I’m on a doughnut binge! First I came down with a midnight craving for doughnuts that resulted in some deep-fry action, then I saw a doughnut pan on sale at Crate and Barrel. I just had to buy it. Anything that makes doughnut making a little simpler is a-ok in my books.
I’ve been wanting to buy a doughnut pan for a while but I couldn’t make myself do it. I really dislike buying specialty pans — they always end up languishing in the dark depths of my cupboards. I didn’t think I’d use the pan all that much but after making these banana doughnuts I’m a total convert.
I love my doughnut pan! Now that I’ve taken the baked doughnut plunge I can totally picture myself making loads of other baked doughnuts. I was planning on starting with a plain doughnut, but some brown freckled bananas called to me.

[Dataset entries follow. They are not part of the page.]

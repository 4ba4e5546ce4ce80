/*!
Input data standardization
*/
use super::{Record, TimeSeries};
use crate::util::fingerprint;
use crate::{CpuFloat, Error, Result};
use num::{Float, NumCast};
use serde::{Deserialize, Serialize};

/// Standardization parameters for a single feature
#[derive(Debug, Copy, Clone, PartialEq, Serialize, Deserialize)]
pub struct FeatureScaler<F = CpuFloat> {
    /// The mean of the fitted data
    pub mean: F,
    /// The (population) standard deviation of the fitted data
    pub std: F,
}

impl<F> FeatureScaler<F>
where
    F: Copy + Float,
{
    /// Fit a scaler to a column of data. An empty column yields a zero mean and zero spread.
    pub fn fit<I: IntoIterator<Item = F>>(values: I) -> FeatureScaler<F> {
        let values: Vec<F> = values.into_iter().collect();
        if values.is_empty() {
            return FeatureScaler {
                mean: F::zero(),
                std: F::zero(),
            };
        }
        let n: F = NumCast::from(values.len()).unwrap_or_else(F::one);
        let mean = values.iter().fold(F::zero(), |acc, &v| acc + v) / n;
        let var = values
            .iter()
            .fold(F::zero(), |acc, &v| acc + (v - mean) * (v - mean))
            / n;
        FeatureScaler {
            mean,
            std: var.sqrt(),
        }
    }

    /// Whether the fitted data had (numerically) no spread
    #[inline]
    pub fn is_degenerate(&self) -> bool {
        self.std <= F::epsilon() * self.mean.abs().max(F::one())
    }

    /// Scale a value
    #[inline]
    pub fn scale(&self, val: F) -> F {
        // Return 0 for NaN and Inf, and for constant features
        if !val.is_finite() || self.is_degenerate() {
            return F::zero();
        }
        (val - self.mean) / self.std
    }

    /// Map a scaled value back to physical units
    #[inline]
    pub fn unscale(&self, val: F) -> F {
        val * self.std + self.mean
    }
}

/// Per-feature standardization, fit once and reused for every transform of the same model
#[derive(Debug, Clone, PartialEq, Serialize, Deserialize)]
pub struct Normalizer {
    /// One scaler per feature, in column order
    pub columns: Vec<FeatureScaler>,
    /// The column holding the forecast target
    pub target: usize,
}

impl Normalizer {
    /// Fit a normalizer to a row-major matrix with `features` columns
    pub fn fit_matrix(values: &[CpuFloat], features: usize, target: usize) -> Result<Normalizer> {
        if features == 0 || target >= features {
            return Err(Error::Configuration(format!(
                "target column {} out of range for {} features",
                target, features
            )));
        }
        if values.is_empty() || values.len() % features != 0 {
            return Err(Error::shape(
                format!("non-empty rows of {} features", features),
                values.len(),
            ));
        }
        let columns = (0..features)
            .map(|col| FeatureScaler::fit(values.iter().skip(col).step_by(features).copied()))
            .collect();
        Ok(Normalizer { columns, target })
    }

    /// Fit a normalizer to the model features of a series, targeting PM2.5
    pub fn fit(series: &TimeSeries) -> Result<Normalizer> {
        Normalizer::fit_matrix(&series.feature_matrix(), Record::NN_FIELDS, Record::TARGET)
    }

    /// Fit a normalizer to a series and transform it
    pub fn fit_transform(series: &TimeSeries) -> Result<(Normalizer, NormalizedSeries)> {
        let normalizer = Normalizer::fit(series)?;
        let normalized = normalizer.transform(series)?;
        Ok((normalizer, normalized))
    }

    /// The number of features this normalizer was fit on
    pub fn features(&self) -> usize {
        self.columns.len()
    }

    /// A fingerprint of the fitted parameters, identifying which normalizer produced a transform
    pub fn id(&self) -> u64 {
        fingerprint(
            self.columns
                .iter()
                .flat_map(|col| vec![col.mean, col.std])
                .chain(std::iter::once(self.target as CpuFloat)),
        )
    }

    /// Standardize a row-major matrix with the fitted parameters, without refitting
    pub fn transform_matrix(&self, values: &[CpuFloat]) -> Result<NormalizedSeries> {
        let features = self.features();
        if values.len() % features != 0 {
            return Err(Error::shape(
                format!("rows of {} features", features),
                values.len(),
            ));
        }
        let values = values
            .iter()
            .enumerate()
            .map(|(i, &v)| self.columns[i % features].scale(v))
            .collect::<Vec<_>>();
        Ok(NormalizedSeries {
            rows: values.len() / features,
            features,
            values,
            normalizer_id: self.id(),
        })
    }

    /// Standardize a series with the fitted parameters, without refitting
    pub fn transform(&self, series: &TimeSeries) -> Result<NormalizedSeries> {
        self.transform_matrix(&series.feature_matrix())
    }

    /// Map a standardized value of a column back to physical units
    pub fn inverse(&self, column: usize, value: CpuFloat) -> Result<CpuFloat> {
        self.columns
            .get(column)
            .map(|scaler| scaler.unscale(value))
            .ok_or_else(|| Error::shape(format!("column < {}", self.features()), column))
    }

    /// Map a standardized target value back to physical units
    pub fn inverse_target(&self, value: CpuFloat) -> Result<CpuFloat> {
        self.inverse(self.target, value)
    }

    /// Check parameters which did not come from a fit, such as ones read back from disk
    pub fn validate(&self) -> Result<()> {
        if self.target >= self.features() {
            return Err(Error::Configuration(format!(
                "target column {} out of range for {} features",
                self.target,
                self.features()
            )));
        }
        if let Some(col) = self
            .columns
            .iter()
            .position(|col| !(col.mean.is_finite() && col.std.is_finite() && col.std >= 0.0))
        {
            return Err(Error::Configuration(format!(
                "invalid scaler for column {}: {:?}",
                col, self.columns[col]
            )));
        }
        Ok(())
    }
}

/// A standardized row-major matrix, tagged with the normalizer that produced it
#[derive(Debug, Clone, PartialEq)]
pub struct NormalizedSeries {
    /// The number of rows (days)
    pub rows: usize,
    /// The number of columns (features)
    pub features: usize,
    /// The standardized values, row-major
    pub values: Vec<CpuFloat>,
    /// [`Normalizer::id`] of the producing normalizer
    pub normalizer_id: u64,
}

impl NormalizedSeries {
    /// A row of standardized values
    pub fn row(&self, row: usize) -> &[CpuFloat] {
        &self.values[row * self.features..(row + 1) * self.features]
    }

    /// A contiguous run of rows
    pub fn rows(&self, start: usize, len: usize) -> &[CpuFloat] {
        &self.values[start * self.features..(start + len) * self.features]
    }
}

#[cfg(test)]
mod tests {
    use super::*;
    use crate::data::synth::Synthesizer;
    use crate::data::{cities, DataSource};
    use chrono::NaiveDate;

    fn end() -> NaiveDate {
        NaiveDate::from_ymd_opt(2025, 7, 14).unwrap()
    }

    #[test]
    fn fit_uses_population_statistics() {
        let scaler = FeatureScaler::fit(vec![2.0, 4.0, 4.0, 4.0, 5.0, 5.0, 7.0, 9.0]);
        assert_eq!(scaler.mean, 5.0);
        assert_eq!(scaler.std, 2.0);
        assert_eq!(scaler.scale(9.0), 2.0);
        assert_eq!(scaler.unscale(-1.5), 2.0);
    }

    #[test]
    fn zero_variance_is_neutralized() {
        let scaler = FeatureScaler::fit(vec![0.1f64; 7]);
        assert!(scaler.is_degenerate());
        assert_eq!(scaler.scale(0.1), 0.0);
        assert_eq!(scaler.scale(12.0), 0.0);
        assert!((scaler.unscale(0.0) - 0.1).abs() < 1e-12);
        assert_eq!(scaler.scale(f64::NAN), 0.0);
    }

    #[test]
    fn round_trip() {
        let matrix = vec![10.0, 30.0, 12.5, 28.0, 40.0, 55.0, 7.25, 31.0];
        let normalizer = Normalizer::fit_matrix(&matrix, 2, 0).unwrap();
        let normalized = normalizer.transform_matrix(&matrix).unwrap();
        assert_eq!(normalized.rows, 4);
        assert_eq!(normalized.normalizer_id, normalizer.id());
        for (i, &x) in matrix.iter().enumerate() {
            let back = normalizer.inverse(i % 2, normalized.values[i]).unwrap();
            assert!((back - x).abs() < 1e-9);
        }
        let col0 = normalized.values.iter().step_by(2).sum::<f64>();
        assert!(col0.abs() < 1e-9);
    }

    #[test]
    fn round_trip_on_city_series() {
        let synth = Synthesizer::new(14, 100);
        for city in cities::all() {
            let series = synth.generate(&DataSource::Synthetic(city), end());
            let (normalizer, normalized) = Normalizer::fit_transform(&series).unwrap();
            assert_eq!(normalized.rows, series.len());
            for (row, record) in series.records.iter().enumerate() {
                let scaled = normalized.row(row);
                assert!((normalizer.inverse_target(scaled[0]).unwrap() - record.pm25).abs() < 1e-9);
                assert!((normalizer.inverse(1, scaled[1]).unwrap() - record.no2).abs() < 1e-9);
            }
        }
    }

    #[test]
    fn malformed_parameters_are_rejected() {
        let mut normalizer = Normalizer::fit_matrix(&[1.0, 2.0, 3.0, 5.0], 2, 0).unwrap();
        assert!(normalizer.validate().is_ok());
        normalizer.target = 2;
        assert!(matches!(normalizer.validate(), Err(Error::Configuration(_))));
        assert!(normalizer.inverse_target(0.5).is_err());
        normalizer.target = 1;
        normalizer.columns[0].std = f64::NAN;
        assert!(matches!(normalizer.validate(), Err(Error::Configuration(_))));
    }

    #[test]
    fn transform_does_not_refit() {
        let normalizer = Normalizer::fit_matrix(&[1.0, 1.0, 3.0, 5.0], 2, 0).unwrap();
        let other = normalizer.transform_matrix(&[5.0, 5.0]).unwrap();
        assert_eq!(other.values, vec![3.0, 1.0]);
        assert_eq!(other.normalizer_id, normalizer.id());
        let refit = Normalizer::fit_matrix(&[5.0, 5.0, 6.0, 7.0], 2, 0).unwrap();
        assert_ne!(refit.id(), normalizer.id());
    }

    #[test]
    fn bad_shapes() {
        assert!(matches!(
            Normalizer::fit_matrix(&[1.0, 2.0, 3.0], 2, 0),
            Err(Error::ShapeMismatch { .. })
        ));
        assert!(matches!(
            Normalizer::fit_matrix(&[1.0, 2.0], 2, 2),
            Err(Error::Configuration(_))
        ));
        let normalizer = Normalizer::fit_matrix(&[1.0, 2.0], 2, 0).unwrap();
        assert!(normalizer.inverse(3, 0.0).is_err());
    }
}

I adapted one of my favourite banana bread recipes and I’m happy to report that my doughnuts came out light, fluffy and addictive. They didn’t have the crunch you get from deep frying but I actually preferred the texture of these soft, pillowy ohs of goodness.
The Nutella glaze took these doughnuts over the top. Nutella and bananas are a classic pairing so the glazed doughnuts did not disappoint, especially with the crunch of the sprinkles. If you’re a fan of naked doughnuts, these doughnuts are just the slightest bit sweet.
Baked Banana Donuts with Nutella Glaze
makes 6 doughnuts
- 1 cup flour
- 2 teaspoons baking powder
- 1/4 teaspoon salt
- 3/4 teaspoon ground cinnamon
- 1/4 cup plus 2 tablespoons granulated sugar
- 1 egg, at room temperature
- 1/2 cup mashed ripe bananas (about 1 banana)
- 1/4 cup plus 2 tablespoons buttermilk
- 1 teaspoon pure vanilla extract
- 1/4 cup Nutella, at room temperature
- 2 tablespoons plus 2 teaspoons heavy cream
Preheat the oven to 400°F. Lightly grease or spray a non-stick 6 count doughnut pan. Whisk together the dry ingredients in a large bowl. In a small bowl, whisk the sugar, egg, banana, buttermilk and vanilla. Add the wet ingredients to the dry and stir until just combined. Fill the pan three-quarters full in each well. Bake for 11-12 minutes, until golden and an inserted toothpick comes out dry. Let cool for 5 minutes before turning out onto a cooling rack.
Make the glaze: stir the heavy cream into the Nutella. If too thick, add more heavy cream 1 teaspoon at a time.
Once the donuts are cool, about 20 minutes, dip in the glaze and top with sprinkles, if desired.